Task description → Where the word "RiskPolicy" shows up in the entries below, please copy the whole line.

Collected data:

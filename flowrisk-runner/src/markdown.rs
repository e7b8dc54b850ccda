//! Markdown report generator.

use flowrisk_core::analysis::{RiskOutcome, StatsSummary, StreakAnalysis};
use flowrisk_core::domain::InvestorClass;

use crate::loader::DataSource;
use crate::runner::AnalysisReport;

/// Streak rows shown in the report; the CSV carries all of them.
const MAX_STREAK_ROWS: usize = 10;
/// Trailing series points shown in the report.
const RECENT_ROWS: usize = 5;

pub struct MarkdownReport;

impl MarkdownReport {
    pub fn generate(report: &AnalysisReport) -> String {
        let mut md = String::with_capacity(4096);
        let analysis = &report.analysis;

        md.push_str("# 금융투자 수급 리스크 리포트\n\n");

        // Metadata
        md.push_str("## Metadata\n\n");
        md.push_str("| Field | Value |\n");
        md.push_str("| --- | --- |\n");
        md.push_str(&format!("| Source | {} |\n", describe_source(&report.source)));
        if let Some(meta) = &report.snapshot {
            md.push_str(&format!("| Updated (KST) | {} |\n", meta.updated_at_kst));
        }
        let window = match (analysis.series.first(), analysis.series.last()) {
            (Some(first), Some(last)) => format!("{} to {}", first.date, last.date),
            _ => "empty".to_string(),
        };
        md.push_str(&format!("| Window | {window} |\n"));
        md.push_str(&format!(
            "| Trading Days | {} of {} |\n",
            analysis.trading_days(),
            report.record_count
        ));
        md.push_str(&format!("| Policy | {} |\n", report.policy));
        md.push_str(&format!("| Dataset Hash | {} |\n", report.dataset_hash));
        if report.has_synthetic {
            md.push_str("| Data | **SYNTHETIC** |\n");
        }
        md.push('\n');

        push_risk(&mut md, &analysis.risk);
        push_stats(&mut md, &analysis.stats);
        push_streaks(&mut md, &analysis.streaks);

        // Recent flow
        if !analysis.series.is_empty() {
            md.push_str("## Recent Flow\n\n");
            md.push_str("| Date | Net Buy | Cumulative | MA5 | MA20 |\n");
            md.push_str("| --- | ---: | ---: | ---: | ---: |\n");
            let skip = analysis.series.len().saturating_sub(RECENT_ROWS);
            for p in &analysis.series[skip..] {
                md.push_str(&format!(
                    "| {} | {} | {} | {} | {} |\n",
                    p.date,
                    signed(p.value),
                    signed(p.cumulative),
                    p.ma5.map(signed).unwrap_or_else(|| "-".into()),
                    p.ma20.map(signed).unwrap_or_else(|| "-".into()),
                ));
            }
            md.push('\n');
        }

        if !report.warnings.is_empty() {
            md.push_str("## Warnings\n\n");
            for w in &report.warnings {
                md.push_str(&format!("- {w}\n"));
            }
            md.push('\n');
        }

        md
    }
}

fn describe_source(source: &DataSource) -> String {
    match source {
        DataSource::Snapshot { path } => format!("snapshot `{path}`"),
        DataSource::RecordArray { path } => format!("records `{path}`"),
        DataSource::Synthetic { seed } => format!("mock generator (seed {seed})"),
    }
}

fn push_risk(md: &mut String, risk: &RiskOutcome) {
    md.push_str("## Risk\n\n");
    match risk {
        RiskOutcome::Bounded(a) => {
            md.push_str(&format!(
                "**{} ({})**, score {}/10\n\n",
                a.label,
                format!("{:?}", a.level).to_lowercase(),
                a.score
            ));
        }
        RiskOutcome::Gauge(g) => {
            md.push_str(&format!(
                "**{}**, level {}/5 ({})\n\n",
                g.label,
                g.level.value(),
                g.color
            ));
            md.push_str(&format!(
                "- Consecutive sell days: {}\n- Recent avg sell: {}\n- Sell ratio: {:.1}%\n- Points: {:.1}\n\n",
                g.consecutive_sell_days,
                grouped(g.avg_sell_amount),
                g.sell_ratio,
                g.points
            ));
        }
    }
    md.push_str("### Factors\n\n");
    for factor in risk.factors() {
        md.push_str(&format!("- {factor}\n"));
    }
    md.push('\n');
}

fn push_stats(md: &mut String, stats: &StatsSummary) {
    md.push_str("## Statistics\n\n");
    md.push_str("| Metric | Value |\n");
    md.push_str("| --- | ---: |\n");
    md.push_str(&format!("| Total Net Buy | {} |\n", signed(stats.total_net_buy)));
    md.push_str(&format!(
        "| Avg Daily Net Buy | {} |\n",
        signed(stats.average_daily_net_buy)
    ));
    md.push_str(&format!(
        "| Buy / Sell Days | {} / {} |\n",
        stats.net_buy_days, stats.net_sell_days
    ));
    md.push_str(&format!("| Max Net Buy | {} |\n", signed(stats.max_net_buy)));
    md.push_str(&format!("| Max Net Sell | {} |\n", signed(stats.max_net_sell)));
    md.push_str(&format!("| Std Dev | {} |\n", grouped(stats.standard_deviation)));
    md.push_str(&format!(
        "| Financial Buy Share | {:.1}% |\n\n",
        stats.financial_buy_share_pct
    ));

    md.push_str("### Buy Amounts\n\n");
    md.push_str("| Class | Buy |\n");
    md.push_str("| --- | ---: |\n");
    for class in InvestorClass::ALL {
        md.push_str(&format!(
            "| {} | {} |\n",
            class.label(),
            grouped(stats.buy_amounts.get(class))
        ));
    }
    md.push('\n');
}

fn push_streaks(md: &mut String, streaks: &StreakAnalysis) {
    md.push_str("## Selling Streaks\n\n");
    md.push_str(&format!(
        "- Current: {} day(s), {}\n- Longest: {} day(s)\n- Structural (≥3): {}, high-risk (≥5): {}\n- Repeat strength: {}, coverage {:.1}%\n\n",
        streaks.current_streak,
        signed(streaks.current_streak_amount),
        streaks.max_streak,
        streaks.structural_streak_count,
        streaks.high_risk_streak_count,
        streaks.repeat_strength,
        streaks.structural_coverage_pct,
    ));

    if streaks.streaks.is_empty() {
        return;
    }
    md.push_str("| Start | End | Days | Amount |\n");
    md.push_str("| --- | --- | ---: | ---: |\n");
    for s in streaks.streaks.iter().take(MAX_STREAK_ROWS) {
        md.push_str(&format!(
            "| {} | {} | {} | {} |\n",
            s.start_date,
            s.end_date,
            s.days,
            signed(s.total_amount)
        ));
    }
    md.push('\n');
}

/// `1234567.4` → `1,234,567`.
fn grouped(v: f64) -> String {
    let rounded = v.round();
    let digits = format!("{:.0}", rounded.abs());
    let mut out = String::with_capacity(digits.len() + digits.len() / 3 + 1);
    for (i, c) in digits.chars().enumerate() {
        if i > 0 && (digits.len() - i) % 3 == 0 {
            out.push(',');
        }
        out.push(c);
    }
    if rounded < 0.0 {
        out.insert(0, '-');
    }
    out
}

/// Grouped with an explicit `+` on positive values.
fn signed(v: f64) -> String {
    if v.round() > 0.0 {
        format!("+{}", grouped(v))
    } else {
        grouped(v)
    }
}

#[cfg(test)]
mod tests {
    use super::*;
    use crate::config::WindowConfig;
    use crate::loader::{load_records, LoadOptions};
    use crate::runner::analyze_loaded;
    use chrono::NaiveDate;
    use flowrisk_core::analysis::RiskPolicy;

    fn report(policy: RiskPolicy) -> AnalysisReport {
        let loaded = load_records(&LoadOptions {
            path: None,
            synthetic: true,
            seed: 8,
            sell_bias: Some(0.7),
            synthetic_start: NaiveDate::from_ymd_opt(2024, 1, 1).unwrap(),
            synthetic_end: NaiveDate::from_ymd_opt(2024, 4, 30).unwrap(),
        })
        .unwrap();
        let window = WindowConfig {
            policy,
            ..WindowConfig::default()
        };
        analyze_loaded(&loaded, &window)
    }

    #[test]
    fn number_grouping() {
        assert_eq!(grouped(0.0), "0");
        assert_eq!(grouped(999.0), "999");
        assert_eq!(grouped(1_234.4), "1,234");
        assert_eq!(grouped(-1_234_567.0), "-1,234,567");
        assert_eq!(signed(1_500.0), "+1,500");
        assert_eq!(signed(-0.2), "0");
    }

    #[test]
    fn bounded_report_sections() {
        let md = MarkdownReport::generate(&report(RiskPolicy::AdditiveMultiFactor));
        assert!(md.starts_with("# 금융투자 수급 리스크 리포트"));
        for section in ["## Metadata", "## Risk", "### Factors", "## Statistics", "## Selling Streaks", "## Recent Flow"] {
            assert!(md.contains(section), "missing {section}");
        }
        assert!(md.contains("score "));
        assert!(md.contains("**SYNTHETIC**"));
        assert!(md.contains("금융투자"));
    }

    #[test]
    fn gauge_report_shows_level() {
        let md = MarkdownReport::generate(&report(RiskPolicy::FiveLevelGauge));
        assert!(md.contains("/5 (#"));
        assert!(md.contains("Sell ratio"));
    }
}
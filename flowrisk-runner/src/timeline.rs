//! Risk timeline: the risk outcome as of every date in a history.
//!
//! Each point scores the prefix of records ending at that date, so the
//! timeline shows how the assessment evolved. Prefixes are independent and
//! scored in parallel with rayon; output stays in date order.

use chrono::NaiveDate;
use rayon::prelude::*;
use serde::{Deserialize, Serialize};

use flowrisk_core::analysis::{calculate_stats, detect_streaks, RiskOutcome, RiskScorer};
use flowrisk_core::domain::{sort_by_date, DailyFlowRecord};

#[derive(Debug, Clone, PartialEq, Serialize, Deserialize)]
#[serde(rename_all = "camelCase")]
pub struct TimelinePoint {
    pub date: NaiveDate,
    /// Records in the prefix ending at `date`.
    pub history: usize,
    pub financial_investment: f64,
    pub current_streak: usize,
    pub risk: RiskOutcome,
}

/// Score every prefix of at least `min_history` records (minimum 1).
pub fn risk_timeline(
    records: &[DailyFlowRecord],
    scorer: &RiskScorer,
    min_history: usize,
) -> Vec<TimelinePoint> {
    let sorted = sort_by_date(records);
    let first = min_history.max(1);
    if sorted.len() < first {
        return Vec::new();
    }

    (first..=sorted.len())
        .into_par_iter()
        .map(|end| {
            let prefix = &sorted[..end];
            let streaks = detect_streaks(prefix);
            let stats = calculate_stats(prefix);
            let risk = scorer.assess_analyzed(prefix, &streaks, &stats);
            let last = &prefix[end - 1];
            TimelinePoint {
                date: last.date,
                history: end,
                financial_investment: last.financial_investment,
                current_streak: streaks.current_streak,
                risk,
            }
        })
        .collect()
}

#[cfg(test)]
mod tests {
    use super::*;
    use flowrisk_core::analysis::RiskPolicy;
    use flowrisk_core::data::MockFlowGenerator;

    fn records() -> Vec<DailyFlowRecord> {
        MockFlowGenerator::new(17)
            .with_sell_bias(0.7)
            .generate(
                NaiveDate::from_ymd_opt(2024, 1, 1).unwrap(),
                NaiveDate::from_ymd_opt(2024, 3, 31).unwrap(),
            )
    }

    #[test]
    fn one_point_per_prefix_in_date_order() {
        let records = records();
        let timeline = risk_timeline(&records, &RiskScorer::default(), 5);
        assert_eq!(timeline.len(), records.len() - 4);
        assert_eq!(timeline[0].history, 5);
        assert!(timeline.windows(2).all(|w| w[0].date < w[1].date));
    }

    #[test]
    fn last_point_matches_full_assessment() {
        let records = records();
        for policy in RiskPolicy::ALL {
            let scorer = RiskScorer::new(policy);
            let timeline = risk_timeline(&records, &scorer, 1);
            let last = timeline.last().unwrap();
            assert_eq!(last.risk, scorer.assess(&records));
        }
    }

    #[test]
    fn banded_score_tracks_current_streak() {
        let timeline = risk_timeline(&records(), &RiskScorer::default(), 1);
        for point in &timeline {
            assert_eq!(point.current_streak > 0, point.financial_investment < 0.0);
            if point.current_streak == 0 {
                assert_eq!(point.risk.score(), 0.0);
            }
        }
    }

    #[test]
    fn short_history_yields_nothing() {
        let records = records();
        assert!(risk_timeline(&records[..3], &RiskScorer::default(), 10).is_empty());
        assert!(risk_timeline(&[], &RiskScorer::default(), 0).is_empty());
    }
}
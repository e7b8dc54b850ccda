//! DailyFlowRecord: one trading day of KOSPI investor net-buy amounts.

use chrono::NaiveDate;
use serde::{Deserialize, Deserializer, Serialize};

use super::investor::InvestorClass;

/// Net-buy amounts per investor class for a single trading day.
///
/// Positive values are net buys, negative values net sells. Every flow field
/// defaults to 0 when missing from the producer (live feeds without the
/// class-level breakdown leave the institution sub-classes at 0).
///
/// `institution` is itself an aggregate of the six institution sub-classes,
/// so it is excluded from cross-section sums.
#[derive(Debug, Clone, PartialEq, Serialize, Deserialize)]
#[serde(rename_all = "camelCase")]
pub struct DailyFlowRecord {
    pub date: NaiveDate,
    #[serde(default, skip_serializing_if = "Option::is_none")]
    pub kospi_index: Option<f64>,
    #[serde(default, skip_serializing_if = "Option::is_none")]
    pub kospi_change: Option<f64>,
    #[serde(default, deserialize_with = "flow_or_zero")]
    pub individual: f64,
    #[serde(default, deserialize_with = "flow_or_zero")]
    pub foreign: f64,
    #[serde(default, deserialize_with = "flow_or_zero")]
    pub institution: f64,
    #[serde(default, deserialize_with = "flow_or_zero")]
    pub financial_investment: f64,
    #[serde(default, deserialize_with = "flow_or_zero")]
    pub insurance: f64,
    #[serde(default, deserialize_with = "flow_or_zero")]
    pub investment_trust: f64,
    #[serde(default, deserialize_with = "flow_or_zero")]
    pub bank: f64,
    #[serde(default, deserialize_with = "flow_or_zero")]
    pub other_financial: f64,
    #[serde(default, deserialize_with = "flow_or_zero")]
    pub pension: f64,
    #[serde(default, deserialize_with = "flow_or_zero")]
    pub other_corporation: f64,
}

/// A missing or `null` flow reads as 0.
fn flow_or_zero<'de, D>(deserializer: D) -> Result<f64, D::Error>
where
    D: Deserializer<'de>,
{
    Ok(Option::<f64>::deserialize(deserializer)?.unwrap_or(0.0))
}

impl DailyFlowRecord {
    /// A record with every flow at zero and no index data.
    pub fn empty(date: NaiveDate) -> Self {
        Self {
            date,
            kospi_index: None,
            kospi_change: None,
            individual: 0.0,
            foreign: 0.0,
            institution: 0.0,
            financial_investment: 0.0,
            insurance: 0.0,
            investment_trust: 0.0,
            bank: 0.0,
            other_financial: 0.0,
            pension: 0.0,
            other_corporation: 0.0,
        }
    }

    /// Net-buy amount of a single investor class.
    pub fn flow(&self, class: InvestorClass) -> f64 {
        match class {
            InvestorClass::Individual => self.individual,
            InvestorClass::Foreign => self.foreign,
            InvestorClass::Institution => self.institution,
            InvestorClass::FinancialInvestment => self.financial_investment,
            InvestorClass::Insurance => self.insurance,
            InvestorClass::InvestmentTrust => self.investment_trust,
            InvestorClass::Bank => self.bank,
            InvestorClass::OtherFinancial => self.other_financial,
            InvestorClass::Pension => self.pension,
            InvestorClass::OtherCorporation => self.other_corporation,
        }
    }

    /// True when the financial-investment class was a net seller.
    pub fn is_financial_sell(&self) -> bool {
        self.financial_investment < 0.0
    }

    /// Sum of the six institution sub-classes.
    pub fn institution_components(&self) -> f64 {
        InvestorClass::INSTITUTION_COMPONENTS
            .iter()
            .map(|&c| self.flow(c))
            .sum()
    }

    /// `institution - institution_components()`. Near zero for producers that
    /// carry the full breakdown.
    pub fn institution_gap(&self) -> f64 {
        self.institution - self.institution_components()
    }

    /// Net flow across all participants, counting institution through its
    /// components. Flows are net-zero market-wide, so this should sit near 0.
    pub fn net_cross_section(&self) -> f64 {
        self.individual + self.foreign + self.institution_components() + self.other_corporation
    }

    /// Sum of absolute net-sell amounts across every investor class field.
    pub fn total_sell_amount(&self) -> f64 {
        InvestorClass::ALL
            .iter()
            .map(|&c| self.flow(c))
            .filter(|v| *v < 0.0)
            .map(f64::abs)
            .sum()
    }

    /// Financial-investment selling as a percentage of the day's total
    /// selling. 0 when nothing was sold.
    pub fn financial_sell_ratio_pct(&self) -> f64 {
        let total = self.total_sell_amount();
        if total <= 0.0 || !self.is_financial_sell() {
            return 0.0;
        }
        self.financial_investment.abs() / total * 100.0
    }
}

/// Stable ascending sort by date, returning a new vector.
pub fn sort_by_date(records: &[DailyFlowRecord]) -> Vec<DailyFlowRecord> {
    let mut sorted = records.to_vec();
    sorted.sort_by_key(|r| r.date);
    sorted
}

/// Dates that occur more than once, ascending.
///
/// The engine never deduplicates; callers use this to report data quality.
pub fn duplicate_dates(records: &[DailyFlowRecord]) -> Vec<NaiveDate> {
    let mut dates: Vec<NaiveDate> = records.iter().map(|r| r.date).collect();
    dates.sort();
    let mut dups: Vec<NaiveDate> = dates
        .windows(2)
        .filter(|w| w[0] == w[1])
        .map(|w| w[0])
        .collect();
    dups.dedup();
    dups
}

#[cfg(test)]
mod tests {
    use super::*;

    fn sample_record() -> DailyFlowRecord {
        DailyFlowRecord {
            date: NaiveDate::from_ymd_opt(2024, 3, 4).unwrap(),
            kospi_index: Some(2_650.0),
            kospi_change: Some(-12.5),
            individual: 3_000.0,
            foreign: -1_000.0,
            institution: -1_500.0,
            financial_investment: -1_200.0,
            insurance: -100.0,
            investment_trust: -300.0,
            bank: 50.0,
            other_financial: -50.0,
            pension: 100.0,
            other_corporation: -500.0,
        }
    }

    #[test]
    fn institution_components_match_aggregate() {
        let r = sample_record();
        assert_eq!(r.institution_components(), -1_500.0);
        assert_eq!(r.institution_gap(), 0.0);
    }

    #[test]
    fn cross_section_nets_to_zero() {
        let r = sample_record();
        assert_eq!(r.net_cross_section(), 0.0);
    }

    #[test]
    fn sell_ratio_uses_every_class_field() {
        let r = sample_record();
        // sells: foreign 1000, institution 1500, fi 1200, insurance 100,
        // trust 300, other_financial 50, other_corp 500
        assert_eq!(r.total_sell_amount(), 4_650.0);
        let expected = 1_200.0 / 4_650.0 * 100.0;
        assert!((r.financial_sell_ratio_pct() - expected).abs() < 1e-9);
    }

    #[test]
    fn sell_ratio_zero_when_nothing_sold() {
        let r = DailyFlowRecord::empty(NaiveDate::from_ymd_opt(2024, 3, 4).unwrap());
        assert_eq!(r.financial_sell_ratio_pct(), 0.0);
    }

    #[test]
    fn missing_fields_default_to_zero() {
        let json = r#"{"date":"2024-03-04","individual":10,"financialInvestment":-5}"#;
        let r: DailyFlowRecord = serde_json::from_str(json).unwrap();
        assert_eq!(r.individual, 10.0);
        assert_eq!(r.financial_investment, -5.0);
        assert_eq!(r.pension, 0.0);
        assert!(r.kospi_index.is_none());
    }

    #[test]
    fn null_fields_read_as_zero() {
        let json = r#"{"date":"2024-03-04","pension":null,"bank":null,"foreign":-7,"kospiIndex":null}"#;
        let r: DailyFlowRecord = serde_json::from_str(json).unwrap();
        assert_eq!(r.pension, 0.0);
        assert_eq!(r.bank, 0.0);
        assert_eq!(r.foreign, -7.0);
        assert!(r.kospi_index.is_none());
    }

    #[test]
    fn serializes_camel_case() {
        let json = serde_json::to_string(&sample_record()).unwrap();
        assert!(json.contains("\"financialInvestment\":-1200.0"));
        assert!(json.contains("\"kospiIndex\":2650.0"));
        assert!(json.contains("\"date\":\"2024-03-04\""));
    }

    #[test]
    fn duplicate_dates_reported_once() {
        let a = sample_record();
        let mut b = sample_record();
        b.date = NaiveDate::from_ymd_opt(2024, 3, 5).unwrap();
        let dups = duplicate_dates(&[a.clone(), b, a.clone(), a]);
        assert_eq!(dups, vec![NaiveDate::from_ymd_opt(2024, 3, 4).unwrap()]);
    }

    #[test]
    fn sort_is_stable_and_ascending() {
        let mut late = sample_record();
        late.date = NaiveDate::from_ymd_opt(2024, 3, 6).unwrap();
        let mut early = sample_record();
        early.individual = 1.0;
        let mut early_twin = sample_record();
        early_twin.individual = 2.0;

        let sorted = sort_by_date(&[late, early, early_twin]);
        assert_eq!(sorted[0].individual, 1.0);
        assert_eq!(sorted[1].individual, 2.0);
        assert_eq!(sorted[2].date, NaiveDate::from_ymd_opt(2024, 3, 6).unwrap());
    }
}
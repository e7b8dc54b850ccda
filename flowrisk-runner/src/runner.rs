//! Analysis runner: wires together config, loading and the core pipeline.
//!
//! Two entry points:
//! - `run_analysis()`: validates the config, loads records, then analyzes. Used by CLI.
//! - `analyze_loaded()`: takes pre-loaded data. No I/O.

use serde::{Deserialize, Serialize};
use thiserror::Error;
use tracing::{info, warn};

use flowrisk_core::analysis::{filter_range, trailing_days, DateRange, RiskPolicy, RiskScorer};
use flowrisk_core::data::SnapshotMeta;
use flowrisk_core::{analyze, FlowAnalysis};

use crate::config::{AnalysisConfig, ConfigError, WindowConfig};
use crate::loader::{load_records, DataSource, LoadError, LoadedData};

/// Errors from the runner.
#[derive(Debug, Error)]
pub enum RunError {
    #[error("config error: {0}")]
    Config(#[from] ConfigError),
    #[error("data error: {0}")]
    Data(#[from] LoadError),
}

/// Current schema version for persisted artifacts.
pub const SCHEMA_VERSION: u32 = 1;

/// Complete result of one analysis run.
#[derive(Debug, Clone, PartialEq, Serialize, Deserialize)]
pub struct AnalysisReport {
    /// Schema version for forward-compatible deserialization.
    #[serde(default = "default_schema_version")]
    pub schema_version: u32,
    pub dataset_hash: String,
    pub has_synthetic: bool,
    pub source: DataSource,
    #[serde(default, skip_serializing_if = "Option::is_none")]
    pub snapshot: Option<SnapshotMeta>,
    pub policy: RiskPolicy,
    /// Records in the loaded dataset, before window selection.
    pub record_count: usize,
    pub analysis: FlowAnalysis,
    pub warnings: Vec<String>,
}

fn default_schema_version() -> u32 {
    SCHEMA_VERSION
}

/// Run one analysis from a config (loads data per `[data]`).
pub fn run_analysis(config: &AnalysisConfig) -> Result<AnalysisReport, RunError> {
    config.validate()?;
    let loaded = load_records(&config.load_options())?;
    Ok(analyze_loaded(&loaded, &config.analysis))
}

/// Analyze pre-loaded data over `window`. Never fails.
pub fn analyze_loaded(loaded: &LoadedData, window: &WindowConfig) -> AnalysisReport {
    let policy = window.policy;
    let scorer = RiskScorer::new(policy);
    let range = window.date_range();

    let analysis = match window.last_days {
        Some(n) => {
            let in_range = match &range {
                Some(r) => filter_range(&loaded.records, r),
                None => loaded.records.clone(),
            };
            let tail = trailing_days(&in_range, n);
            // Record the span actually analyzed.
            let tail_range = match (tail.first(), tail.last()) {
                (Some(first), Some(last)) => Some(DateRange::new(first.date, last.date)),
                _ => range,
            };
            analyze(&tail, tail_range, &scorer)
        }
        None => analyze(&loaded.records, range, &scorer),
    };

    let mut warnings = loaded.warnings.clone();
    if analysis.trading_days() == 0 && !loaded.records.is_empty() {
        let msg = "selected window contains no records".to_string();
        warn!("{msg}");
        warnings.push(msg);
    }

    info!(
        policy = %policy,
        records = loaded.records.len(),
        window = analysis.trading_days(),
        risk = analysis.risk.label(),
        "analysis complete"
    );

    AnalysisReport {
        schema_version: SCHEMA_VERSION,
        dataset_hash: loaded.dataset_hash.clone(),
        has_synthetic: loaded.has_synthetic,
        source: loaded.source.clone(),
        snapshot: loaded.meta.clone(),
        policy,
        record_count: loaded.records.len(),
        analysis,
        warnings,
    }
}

Reply →
    use flowrisk_core::analysis::RiskPolicy;
    fn report(policy: RiskPolicy) -> AnalysisReport {
        let md = MarkdownReport::generate(&report(RiskPolicy::AdditiveMultiFactor));
        let md = MarkdownReport::generate(&report(RiskPolicy::FiveLevelGauge));
    use flowrisk_core::analysis::RiskPolicy;
        for policy in RiskPolicy::ALL {
use flowrisk_core::analysis::{filter_range, trailing_days, DateRange, RiskPolicy, RiskScorer};
    pub policy: RiskPolicy,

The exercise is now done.